Jeszcze latem w "Gazecie Wyborczej" pojawiały się przecieki, że TVP jako koproducent oczekiwała od twórców takiego filmu, który by uderzał w obecną opozycję. Co istotne - "Solid Gold" miał być gotowy właśnie przed wyborami parlamentarnymi. Reżyser od początku jednak wyjaśniał, że afera Amber Gold była dla niego jedynie inspiracją i nie robi filmu o tej sprawie. Bromski tłumaczył też, że kręci ten film nie przeciwko konkretnym politykom, a w ogóle przeciw klasie politycznej.

Cały film, jak informują twórcy, skupia się na wątku policjantki Kai, którą gra Marta Nieradkiewicz. Funkcjonariuszka próbuje w kasynie w Sopocie ująć przestępcę. Nie udaje się jej to – zostaje porwania i zgwałcona. Potem udaje się jej uciec i zabija swoich oprawców. Generalnie – trup ściele się gęsto, a twórcy deklarują, że widza w kinie czekają ponad dwie godziny potężnych emocji.

Czekają – jeśli film do kin trafi. Jego premiera i tak była już przesuwana. Początkowo planowano, że widzowie zobaczą "Solid Gold" już 11 października. Potem zapadła decyzja, że obraz na dużym ekranie pojawi się tydzień później.

Film - półkownik?

Tomasz Raczek nie sądzi, aby TVP zablokowała "Solid Gold" na długie lata, tak jak to w PRL czyniono z filmami niewygodnymi dla władzy. Taśma lądowała wówczas na półce – stąd określenie "półkownik" na filmy zalegające na archiwalnych regałach.

Takich obrazów nazbierały się dziesiątki - "Przesłuchanie" Ryszarda Bugajskiego na premierę musiało czekać 7 lat, do upadku PRL, "Matka Królów" Janusza Zaorskiego 5 lat, "Przypadek" Krzysztofa Kieślowskiego - 6. "Ósmy dzień tygodnia" Aleksandra Forda z 1958 r. przeleżał na półce 25 lat! Na premierę pozwolono dopiero po zniesieniu stanu wojennego. Reżyser już tego nie dożył.

– Podejrzewam, że film Bromskiego to będzie "półkownik" na miesiąc. Premiera "Solid Gold" jest zaplanowana na drugą połowę października, czyli już po wyborach – przypomina Raczek.

Choć pewności brak, czy Telewizja Polska do tego czasu zdania nie zmieni.

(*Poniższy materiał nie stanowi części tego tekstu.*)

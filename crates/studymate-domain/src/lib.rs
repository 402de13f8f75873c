//! Domain types shared across StudyMate crates.
//!
//! This crate contains only pure types with no framework dependencies.
//! Import in `usecase/` and `domain/` layers; never in `infra/` or `handlers/`.

pub mod material;
pub mod pagination;
pub mod user;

Kto wie, może ponownie postawi weto i będzie problem również z tym, aby obraz trafił do kin.

Widzowie nie pozwolą?

A czy polska publiczność będzie w stanie wypowiedzieć swoje weto wobec tego typu działań, noszących ewidentnie znamiona cenzury? "Na pewno tak, to jest w charakterze Polaków" – uważa Tomasz Raczek.

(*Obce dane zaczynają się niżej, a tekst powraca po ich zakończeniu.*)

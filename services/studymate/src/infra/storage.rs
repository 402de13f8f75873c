use std::time::Duration;

use anyhow::{Context as _, anyhow};
use bytes::Bytes;
use chrono::Utc;
use reqwest::multipart::{Form, Part};
use reqwest::{Client, StatusCode};
use serde::Deserialize;
use sha2::{Digest, Sha256};
use tracing::debug;

use crate::config::CloudinaryConfig;
use crate::domain::repository::ObjectStorage;
use crate::domain::types::BlobRef;
use crate::error::ExternalError;

const API_BASE: &str = "https://api.cloudinary.com";
const REQUEST_TIMEOUT: Duration = Duration::from_secs(60);

/// Cloudinary resource types a destroy is attempted against, in order. Uploads use
/// `auto`, so the stored type is not known when deleting.
const DESTROY_RESOURCE_TYPES: [&str; 3] = ["raw", "image", "video"];

/// Object storage backed by the Cloudinary upload API.
#[derive(Clone)]
pub struct CloudinaryClient {
    http: Client,
    config: CloudinaryConfig,
}

#[derive(Debug, Deserialize)]
struct UploadResponse {
    public_id: String,
    url: String,
    secure_url: String,
    original_filename: Option<String>,
    bytes: i64,
    format: Option<String>,
}

#[derive(Debug, Deserialize)]
struct DestroyResponse {
    result: String,
}

impl CloudinaryClient {
    pub fn new(config: CloudinaryConfig) -> anyhow::Result<Self> {
        let http = Client::builder()
            .timeout(REQUEST_TIMEOUT)
            .build()
            .context("build cloudinary http client")?;
        Ok(Self { http, config })
    }

    fn endpoint(&self, resource_type: &str, action: &str) -> String {
        format!(
            "{API_BASE}/v1_1/{}/{resource_type}/{action}",
            self.config.cloud_name
        )
    }

    /// Multipart form carrying `params`, the api key, and their signature.
    fn signed_form(&self, mut params: Vec<(&'static str, String)>) -> Form {
        params.push(("timestamp", Utc::now().timestamp().to_string()));
        let signature = sign(&params, &self.config.api_secret);
        params
            .into_iter()
            .fold(Form::new(), |form, (key, value)| form.text(key, value))
            .text("api_key", self.config.api_key.clone())
            .text("signature", signature)
    }

    async fn destroy(&self, resource_type: &str, object_id: &str) -> Result<bool, ExternalError> {
        let form = self.signed_form(vec![("public_id", object_id.to_owned())]);
        let response = self
            .http
            .post(self.endpoint(resource_type, "destroy"))
            .multipart(form)
            .send()
            .await
            .map_err(|e| classify_transport(e, "send destroy request"))?;
        let body: DestroyResponse = read_json(response, "destroy").await?;
        match body.result.as_str() {
            "ok" => Ok(true),
            "not found" => Ok(false),
            other => Err(ExternalError::Permanent(anyhow!(
                "unexpected destroy result: {other}"
            ))),
        }
    }
}

impl ObjectStorage for CloudinaryClient {
    async fn upload(
        &self,
        bytes: Bytes,
        filename: &str,
        folder: &str,
    ) -> Result<BlobRef, ExternalError> {
        let byte_len = bytes.len();
        let form = self
            .signed_form(vec![
                ("folder", folder.to_owned()),
                ("overwrite", "false".to_owned()),
                ("unique_filename", "true".to_owned()),
                ("use_filename", "true".to_owned()),
            ])
            .part(
                "file",
                Part::bytes(bytes.to_vec()).file_name(filename.to_owned()),
            );

        let response = self
            .http
            .post(self.endpoint("auto", "upload"))
            .multipart(form)
            .send()
            .await
            .map_err(|e| classify_transport(e, "send upload request"))?;
        let body: UploadResponse = read_json(response, "upload").await?;
        debug!(object_id = %body.public_id, bytes = byte_len, "object uploaded");

        Ok(BlobRef {
            original_filename: body
                .original_filename
                .unwrap_or_else(|| file_stem(filename).to_owned()),
            format: body
                .format
                .unwrap_or_else(|| file_extension(filename).to_owned()),
            object_id: body.public_id,
            url: body.url,
            secure_url: body.secure_url,
            byte_size: body.bytes,
        })
    }

    async fn delete(&self, object_id: &str) -> Result<(), ExternalError> {
        for resource_type in DESTROY_RESOURCE_TYPES {
            if self.destroy(resource_type, object_id).await? {
                return Ok(());
            }
        }
        debug!(object_id, "object already absent");
        Ok(())
    }
}

/// Hex SHA-256 over `k=v` pairs sorted by key and joined with `&`, followed by the secret.
fn sign(params: &[(&str, String)], api_secret: &str) -> String {
    let mut sorted: Vec<&(&str, String)> = params.iter().collect();
    sorted.sort_by(|a, b| a.0.cmp(b.0));
    let to_sign = sorted
        .iter()
        .map(|(key, value)| format!("{key}={value}"))
        .collect::<Vec<_>>()
        .join("&");
    hex::encode(Sha256::digest(format!("{to_sign}{api_secret}").as_bytes()))
}

async fn read_json<T: serde::de::DeserializeOwned>(
    response: reqwest::Response,
    what: &'static str,
) -> Result<T, ExternalError> {
    let status = response.status();
    if !status.is_success() {
        let body = response.text().await.unwrap_or_default();
        let err = anyhow!("cloudinary {what} returned {status}: {body}");
        return Err(if is_transient_status(status) {
            ExternalError::Transient(err)
        } else {
            ExternalError::Permanent(err)
        });
    }
    response
        .json::<T>()
        .await
        .map_err(|e| classify_transport(e, "decode cloudinary response"))
}

fn is_transient_status(status: StatusCode) -> bool {
    status == StatusCode::TOO_MANY_REQUESTS || status.is_server_error()
}

fn classify_transport(err: reqwest::Error, what: &'static str) -> ExternalError {
    let transient = err.is_timeout() || err.is_connect();
    let err = anyhow::Error::new(err).context(what);
    if transient {
        ExternalError::Transient(err)
    } else {
        ExternalError::Permanent(err)
    }
}

fn file_stem(filename: &str) -> &str {
    filename
        .rsplit_once('.')
        .map_or(filename, |(stem, _)| stem)
}

fn file_extension(filename: &str) -> &str {
    filename.rsplit_once('.').map_or("", |(_, ext)| ext)
}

Pod postem krytyka filmowego jedna z osób odnalazła podobieństwo obecnej sytuacji do tego, co działo się w roku 1968. Wtedy władza postanowiła zdjąć z afisza w Teatrze Narodowym "Dziady" w reżyserii Kazimierza Dejmka, bo uznano, że sztuka ma antyradziecką wymowę. "Od 'Dziadów' ludzie coraz bardziej się buntowali, to może teraz też coś w nich się przełamie" – brzmi komentarz.

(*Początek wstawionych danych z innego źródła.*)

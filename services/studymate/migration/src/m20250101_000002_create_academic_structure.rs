use sea_orm_migration::prelude::*;

#[derive(DeriveMigrationName)]
pub struct Migration;

#[async_trait::async_trait]
impl MigrationTrait for Migration {
    async fn up(&self, manager: &SchemaManager) -> Result<(), DbErr> {
        manager
            .create_table(
                Table::create()
                    .table(Departments::Table)
                    .if_not_exists()
                    .col(
                        ColumnDef::new(Departments::Id)
                            .uuid()
                            .not_null()
                            .primary_key(),
                    )
                    .col(
                        ColumnDef::new(Departments::Name)
                            .string_len(100)
                            .not_null()
                            .unique_key(),
                    )
                    .col(ColumnDef::new(Departments::Code).string_len(20).not_null())
                    .col(
                        ColumnDef::new(Departments::CreatedAt)
                            .timestamp_with_time_zone()
                            .not_null()
                            .default(Expr::current_timestamp()),
                    )
                    .to_owned(),
            )
            .await?;

        manager
            .create_table(
                Table::create()
                    .table(Years::Table)
                    .if_not_exists()
                    .col(ColumnDef::new(Years::Id).uuid().not_null().primary_key())
                    .col(
                        ColumnDef::new(Years::Name)
                            .string_len(50)
                            .not_null()
                            .unique_key(),
                    )
                    .col(ColumnDef::new(Years::Number).integer().not_null())
                    .col(
                        ColumnDef::new(Years::CreatedAt)
                            .timestamp_with_time_zone()
                            .not_null()
                            .default(Expr::current_timestamp()),
                    )
                    .to_owned(),
            )
            .await?;

        manager
            .create_table(
                Table::create()
                    .table(Semesters::Table)
                    .if_not_exists()
                    .col(
                        ColumnDef::new(Semesters::Id)
                            .uuid()
                            .not_null()
                            .primary_key(),
                    )
                    .col(ColumnDef::new(Semesters::DepartmentId).uuid())
                    .col(ColumnDef::new(Semesters::YearId).uuid().not_null())
                    .col(ColumnDef::new(Semesters::Name).string_len(50).not_null())
                    .col(ColumnDef::new(Semesters::Number).integer().not_null())
                    .col(
                        ColumnDef::new(Semesters::CreatedAt)
                            .timestamp_with_time_zone()
                            .not_null()
                            .default(Expr::current_timestamp()),
                    )
                    .foreign_key(
                        ForeignKey::create()
                            .from(Semesters::Table, Semesters::DepartmentId)
                            .to(Departments::Table, Departments::Id)
                            .on_delete(ForeignKeyAction::Cascade),
                    )
                    .foreign_key(
                        ForeignKey::create()
                            .from(Semesters::Table, Semesters::YearId)
                            .to(Years::Table, Years::Id)
                            .on_delete(ForeignKeyAction::Cascade),
                    )
                    .to_owned(),
            )
            .await?;

        // A semester without a department still collides with another department-less one.
        manager
            .create_index(
                Index::create()
                    .table(Semesters::Table)
                    .col(Semesters::DepartmentId)
                    .col(Semesters::YearId)
                    .col(Semesters::Number)
                    .name("uq_semesters_department_year_number")
                    .unique()
                    .nulls_not_distinct()
                    .to_owned(),
            )
            .await?;

        manager
            .create_table(
                Table::create()
                    .table(Subjects::Table)
                    .if_not_exists()
                    .col(ColumnDef::new(Subjects::Id).uuid().not_null().primary_key())
                    .col(ColumnDef::new(Subjects::SemesterId).uuid().not_null())
                    .col(ColumnDef::new(Subjects::Name).string_len(200).not_null())
                    .col(ColumnDef::new(Subjects::Code).string_len(20))
                    .col(
                        ColumnDef::new(Subjects::CreatedAt)
                            .timestamp_with_time_zone()
                            .not_null()
                            .default(Expr::current_timestamp()),
                    )
                    .foreign_key(
                        ForeignKey::create()
                            .from(Subjects::Table, Subjects::SemesterId)
                            .to(Semesters::Table, Semesters::Id)
                            .on_delete(ForeignKeyAction::Cascade),
                    )
                    .to_owned(),
            )
            .await
    }

    async fn down(&self, manager: &SchemaManager) -> Result<(), DbErr> {
        manager
            .drop_table(Table::drop().table(Subjects::Table).to_owned())
            .await?;
        manager
            .drop_table(Table::drop().table(Semesters::Table).to_owned())
            .await?;
        manager
            .drop_table(Table::drop().table(Years::Table).to_owned())
            .await?;
        manager
            .drop_table(Table::drop().table(Departments::Table).to_owned())
            .await
    }
}

#[derive(Iden)]
enum Departments {
    Table,
    Id,
    Name,
    Code,
    CreatedAt,
}

#[derive(Iden)]
enum Years {
    Table,
    Id,
    Name,
    Number,
    CreatedAt,
}

#[derive(Iden)]
enum Semesters {
    Table,
    Id,
    DepartmentId,
    YearId,
    Name,
    Number,
    CreatedAt,
}

#[derive(Iden)]
enum Subjects {
    Table,
    Id,
    SemesterId,
    Name,
    Code,
    CreatedAt,
}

Telewizja Polska wydała oświadczenie, w którym przedstawia swoją wersję wydarzeń. Twierdzi, że film "Solid Gold" został wycofany z konkursu, ponieważ nie został jeszcze ukończony. Oto obszerne fragmenty oświadczenia TVP:

„Solid Gold" został wycofany z udziału w Festiwalu w Gdyni przez producenta filmu Akson Studio, w związku z tym, że nie został on jeszcze ukończony i odebrany przez TVP, która jest jego koproducentem.

(...) histeria wywołana latem br. przez „Gazetę Wyborczą" i środowiska sympatyzujące z osobami posądzanymi o współodpowiedzialność za aferę Amber Gold - na tyle udzieliła się reżyserowi Jackowi Bromskiemu, że zdecydował się... OCENZUROWAĆ WŁASNY FILM. Jacek Bromski w wyniku politycznego nacisku i środowiskowej psychozy WYCIĄŁ kluczowe sceny nawiązujące do afery Amber Gold, wstawione już do filmu, który w końcu stycznia 2019 roku osobiście, z satysfakcją dostarczył i zaprezentował w Telewizji Polskiej.

W rezultacie powstał wyabstrahowany z realiów film o niczym, który na domiar złego reżyser wydłużył o pół godziny (!) do 140 minut łamiąc umowę koproducencką zakładającą fabułę o długości 110 minut.

Tak rażące i uchybiające etyce zawodowej i profesjonalizmowi decyzje godzące w dobro projektu „Solid Gold" uniemożliwiło TVP dokonanie odbioru filmu.

TVP liczy na odzyskanie przez Twórców cywilnej i artystycznej odwagi, odpolitycznienie swoich decyzji i przywrócenie filmu do uzgodnionego z TVP kształtu, co jest możliwe w oparciu o już nakręcony i zaprezentowany materiał zdjęciowy.